由于明显的生长抑制会干扰转录测定，他们在20µM进行了所有后续的转录组分析，该浓度合理地接近肠道药物浓度，用于检测药物反应，同时最大限度地减少药物毒性。总体而言，在药物类别和细菌门中观察到大量且一致的转录反应。他们通过计算每个基因组的差异表达基因(DEG)与总基因计数的比值（他们称之为DEG比值或DEGR），将总体转录反应的大小作为常用替代指标（图1c）。辛伐他汀(0.014)、舍曲林(0.010)、左甲状腺素(0.006)和帕罗西汀(0.004)的总DEGR最大（图1c）。值得注意的是，在许多情况下，引起大的整体转录变化的药物在生长筛选中也表现出广谱毒性（图1b-c）。

较大的转录变化通常与整体调节因子和转录因子(TF)的表达变化有关。产生大而广泛的基因表达变化的药物-微生物暴露通常与药物毒性相关，而引起特定转录反应的药物-微生物暴露则可能不相关（图1b-c）。

图1. 处方药物可引发常见肠道细菌物种的转录组。

(a) 非模型肠道微生物高通量转录组流程示意图。 (b) 热图颜色表示与同体积溶剂对照相比，在添加了 100 µM 不同药物的 mGAM 中细菌菌株生长 48 小时时的平均 OD 值。 (c) 差异表达基因分析。

为了了解不同暴露对肠道微生物群的功能影响，他们使用京都基因和基因组百科全书 (KEGG) 数据库进行了通路富集分析，以对整个药物组中的 DEG 进行分类（图2）。大多数差异调节模块与抗生素耐药机制相关（图2a）。具体来说，与多药耐药、转运和双组分系统相关的途径发生富集。辛伐他汀、舍曲林和氨氯地平——在生长筛选中显示出最广泛毒性的药物——强烈上调了与外排转运体相关的多药耐药途径。此外，曲唑酮和左甲状腺素在拟杆菌门、厚壁菌门和放线菌门中引起差异表达，但不影响生长（图1b-c），显示出类似的富集途径，产生毒性更强的筛选化合物（图2a）。
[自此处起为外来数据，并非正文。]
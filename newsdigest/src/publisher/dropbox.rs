//! Dropbox HTTP API uploads.
//!
//! Small files go through `files/upload`; anything above the threshold is sent
//! as an upload session (`start`, `append_v2` for middle chunks, `finish` with
//! the commit). The session logic only talks to [`UploadSink`], so byte
//! accounting can be checked without a network.

use anyhow::{bail, Context, Result};
use common::DropboxConfig;
use reqwest::Client;
use serde::Deserialize;
use serde_json::{json, Value};
use std::fmt::Write as _;
use std::path::{Path, PathBuf};
use std::time::Duration;
use tokio::io::AsyncReadExt;
use tracing::{error, info, warn};

use super::PublishReport;

/// Largest file sent with a single `files/upload` call
pub const UPLOAD_THRESHOLD: u64 = 150 * 1024 * 1024;
/// Bytes per upload-session request
pub const CHUNK_SIZE: u64 = 150 * 1024 * 1024;

const RPC_TIMEOUT: Duration = Duration::from_secs(30);
const CONTENT_TIMEOUT: Duration = Duration::from_secs(600);

/// Destination of the upload calls
#[async_trait::async_trait]
pub trait UploadSink: Send + Sync {
    /// Single-shot upload to `remote_path`, overwriting.
    async fn upload(&self, remote_path: &str, data: Vec<u8>) -> Result<()>;
    /// Open a session with the first chunk; returns the session id.
    async fn start_session(&self, data: Vec<u8>) -> Result<String>;
    async fn append(&self, session_id: &str, offset: u64, data: Vec<u8>) -> Result<()>;
    /// Send the last chunk and commit the session to `remote_path`.
    async fn finish(&self, session_id: &str, offset: u64, data: Vec<u8>, remote_path: &str) -> Result<()>;
}

#[derive(Debug, Clone, Copy, PartialEq, Eq)]
pub enum UploadMode {
    Single,
    Chunked,
}

/// `size <= threshold` is uploaded in one call.
pub fn upload_mode(size: u64, threshold: u64) -> UploadMode {
    if size <= threshold {
        UploadMode::Single
    } else {
        UploadMode::Chunked
    }
}

async fn read_chunk(file: &mut tokio::fs::File, chunk_size: u64) -> Result<Vec<u8>> {
    let mut buf = Vec::new();
    file.take(chunk_size)
        .read_to_end(&mut buf)
        .await
        .context("failed to read file chunk")?;
    Ok(buf)
}

/// Upload one local file, picking single-shot or session upload by size.
pub async fn upload_file<S>(
    sink: &S,
    local: &Path,
    remote_path: &str,
    threshold: u64,
    chunk_size: u64,
) -> Result<UploadMode>
where
    S: UploadSink + ?Sized,
{
    let size = tokio::fs::metadata(local)
        .await
        .with_context(|| format!("cannot stat {}", local.display()))?
        .len();

    let mode = upload_mode(size, threshold);
    if mode == UploadMode::Single {
        let data = tokio::fs::read(local)
            .await
            .with_context(|| format!("cannot read {}", local.display()))?;
        sink.upload(remote_path, data).await?;
        return Ok(mode);
    }

    info!(size, "File {} is larger than the single upload limit, using chunked upload.", local.display());
    let chunk_size = chunk_size.max(1);
    let mut file = tokio::fs::File::open(local)
        .await
        .with_context(|| format!("cannot open {}", local.display()))?;

    let first = read_chunk(&mut file, chunk_size).await?;
    let mut offset = first.len() as u64;
    let session_id = sink.start_session(first).await?;

    loop {
        // finish always runs, with an empty body if start already sent everything
        if size.saturating_sub(offset) <= chunk_size {
            let last = read_chunk(&mut file, chunk_size).await?;
            sink.finish(&session_id, offset, last, remote_path).await?;
            break;
        }

        let chunk = read_chunk(&mut file, chunk_size).await?;
        if chunk.is_empty() {
            bail!("{} ended at byte {} of {}", local.display(), offset, size);
        }
        let len = chunk.len() as u64;
        sink.append(&session_id, offset, chunk).await?;
        offset += len;
    }

    Ok(mode)
}

/// JSON for the `Dropbox-API-Arg` header: every non-ASCII character becomes a
/// `\uXXXX` escape (UTF-16 surrogate pairs above the BMP).
pub fn header_safe_json(value: &Value) -> Result<String> {
    let raw = serde_json::to_string(value).context("failed to encode API argument")?;
    let mut out = String::with_capacity(raw.len());
    for c in raw.chars() {
        if c.is_ascii() {
            out.push(c);
        } else {
            let mut units = [0u16; 2];
            for unit in c.encode_utf16(&mut units) {
                let _ = write!(out, "\\u{:04x}", unit);
            }
        }
    }
    Ok(out)
}

/// Base URLs of the three Dropbox hosts
#[derive(Debug, Clone)]
pub struct DropboxEndpoints {
    /// Host of `/oauth2/token`
    pub oauth: String,
    /// RPC base, e.g. `https://api.dropboxapi.com/2`
    pub api: String,
    /// Content-upload base
    pub content: String,
}

impl Default for DropboxEndpoints {
    fn default() -> Self {
        Self {
            oauth: "https://api.dropbox.com".to_string(),
            api: "https://api.dropboxapi.com/2".to_string(),
            content: "https://content.dropboxapi.com/2".to_string(),
        }
    }
}

#[derive(Debug, Deserialize)]
struct TokenResponse {
    access_token: String,
}

#[derive(Debug, Deserialize)]
pub struct Account {
    pub account_id: String,
    #[serde(default)]
    pub email: Option<String>,
}

#[derive(Debug, Deserialize)]
struct SessionStart {
    session_id: String,
}

/// Authenticated Dropbox client
pub struct DropboxClient {
    client: Client,
    endpoints: DropboxEndpoints,
    access_token: String,
}

impl DropboxClient {
    pub async fn connect(cfg: &DropboxConfig) -> Result<Self> {
        Self::connect_with(cfg, DropboxEndpoints::default()).await
    }

    /// Exchange the refresh token for an access token and verify it against
    /// `users/get_current_account`.
    pub async fn connect_with(cfg: &DropboxConfig, endpoints: DropboxEndpoints) -> Result<Self> {
        let client = Client::builder()
            .user_agent("newsdigest/0.1.0")
            .build()
            .context("failed to build reqwest client")?;

        let token_url = format!("{}/oauth2/token", endpoints.oauth.trim_end_matches('/'));
        let response = client
            .post(&token_url)
            .form(&[
                ("grant_type", "refresh_token"),
                ("refresh_token", cfg.refresh_token.as_str()),
                ("client_id", cfg.app_key.as_str()),
                ("client_secret", cfg.app_secret.as_str()),
            ])
            .timeout(RPC_TIMEOUT)
            .send()
            .await
            .context("token refresh request failed")?;

        let status = response.status();
        if !status.is_success() {
            let body = response.text().await.unwrap_or_default();
            bail!("Dropbox token refresh failed {}: {}", status, body);
        }
        let token: TokenResponse = response.json().await.context("invalid token response")?;

        let dropbox = Self { client, endpoints, access_token: token.access_token };
        let account = dropbox.current_account().await?;
        info!(account_id = %account.account_id, "Successfully connected to Dropbox.");
        Ok(dropbox)
    }

    pub async fn current_account(&self) -> Result<Account> {
        let url = format!("{}/users/get_current_account", self.endpoints.api.trim_end_matches('/'));
        let response = self
            .client
            .post(&url)
            .bearer_auth(&self.access_token)
            .timeout(RPC_TIMEOUT)
            .send()
            .await
            .context("get_current_account request failed")?;

        let status = response.status();
        if !status.is_success() {
            let body = response.text().await.unwrap_or_default();
            bail!("Dropbox API error {} on users/get_current_account: {}", status, body);
        }
        response.json().await.context("invalid account response")
    }

    async fn content_call(&self, route: &str, arg: Value, data: Vec<u8>) -> Result<reqwest::Response> {
        let url = format!("{}/{}", self.endpoints.content.trim_end_matches('/'), route);
        let response = self
            .client
            .post(&url)
            .bearer_auth(&self.access_token)
            .header("Content-Type", "application/octet-stream")
            .header("Dropbox-API-Arg", header_safe_json(&arg)?)
            .body(data)
            .timeout(CONTENT_TIMEOUT)
            .send()
            .await
            .with_context(|| format!("{} request failed", route))?;

        let status = response.status();
        if !status.is_success() {
            let body = response.text().await.unwrap_or_default();
            bail!("Dropbox API error {} on {}: {}", status, route, body);
        }
        Ok(response)
    }
}

#[async_trait::async_trait]
impl UploadSink for DropboxClient {
    async fn upload(&self, remote_path: &str, data: Vec<u8>) -> Result<()> {
        let arg = json!({ "path": remote_path, "mode": "overwrite" });
        self.content_call("files/upload", arg, data).await?;
        Ok(())
    }

    async fn start_session(&self, data: Vec<u8>) -> Result<String> {
        let response = self
            .content_call("files/upload_session/start", json!({ "close": false }), data)
            .await?;
        let start: SessionStart = response.json().await.context("invalid upload_session/start response")?;
        Ok(start.session_id)
    }

    async fn append(&self, session_id: &str, offset: u64, data: Vec<u8>) -> Result<()> {
        let arg = json!({
            "cursor": { "session_id": session_id, "offset": offset },
            "close": false,
        });
        self.content_call("files/upload_session/append_v2", arg, data).await?;
        Ok(())
    }

    async fn finish(&self, session_id: &str, offset: u64, data: Vec<u8>, remote_path: &str) -> Result<()> {
        let arg = json!({
            "cursor": { "session_id": session_id, "offset": offset },
            "commit": { "path": remote_path, "mode": "overwrite" },
        });
        self.content_call("files/upload_session/finish", arg, data).await?;
        Ok(())
    }
}

/// Upload each file to `/<file name>`; per-file failures are logged and skipped.
pub async fn upload_all<S>(sink: &S, files: &[PathBuf], threshold: u64, chunk_size: u64) -> PublishReport
where
    S: UploadSink + ?Sized,
{
    let mut report = PublishReport::default();

    for path in files {
        let Some(file_name) = path.file_name().map(|n| n.to_string_lossy().into_owned()) else {
            warn!("Skipping {}: no file name", path.display());
            report.skipped.push(path.clone());
            continue;
        };
        if !path.exists() {
            warn!("File not found: {}", path.display());
            report.skipped.push(path.clone());
            continue;
        }

        let remote_path = format!("/{}", file_name);
        match upload_file(sink, path, &remote_path, threshold, chunk_size).await {
            Ok(_) => {
                info!("Successfully uploaded {} to Dropbox path: {}", file_name, remote_path);
                report.uploaded.push(path.clone());
            }
            Err(e) => {
                error!("Error uploading {}: {:#}", path.display(), e);
                report.failed.push(path.clone());
            }
        }
    }

    report
}

/// Connect (fatal on failure) and upload every file.
pub async fn publish(cfg: &DropboxConfig, files: &[PathBuf]) -> Result<PublishReport> {
    let client = DropboxClient::connect(cfg)
        .await
        .context("Error connecting to Dropbox")?;
    Ok(upload_all(&client, files, UPLOAD_THRESHOLD, CHUNK_SIZE).await)
}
虽然在曲唑酮和左甲状腺素处理的培养物中，在最大浓度下未检测到生长缺陷，但这一结果表明，当浓度超过100µM时，这些化合物可能在体内表现出毒性。

接下来，他们研究了在不同药物条件下表现出最大程度差异调节的通路中的功能同源物（图2b）。在前7个上调最多的同源物中，6个与保守的多药物外排泵相对应（图2b）。在这些同源物中，最前面的4个（HAE1、AcrA、mexK和oprM）属于耐药-结瘤-分裂渗透酶超家族，这是一个药物和重金属外排系统，其上调与革兰氏阴性细菌的抗生素耐药性有关。第5和第6个同源物（bcrB和ABCB-BAC）属于ATP结合盒(ABC)超家族，在各种药物条件下，这两个同源物在下调最多的同源物中也有很高的代表性（图2b）。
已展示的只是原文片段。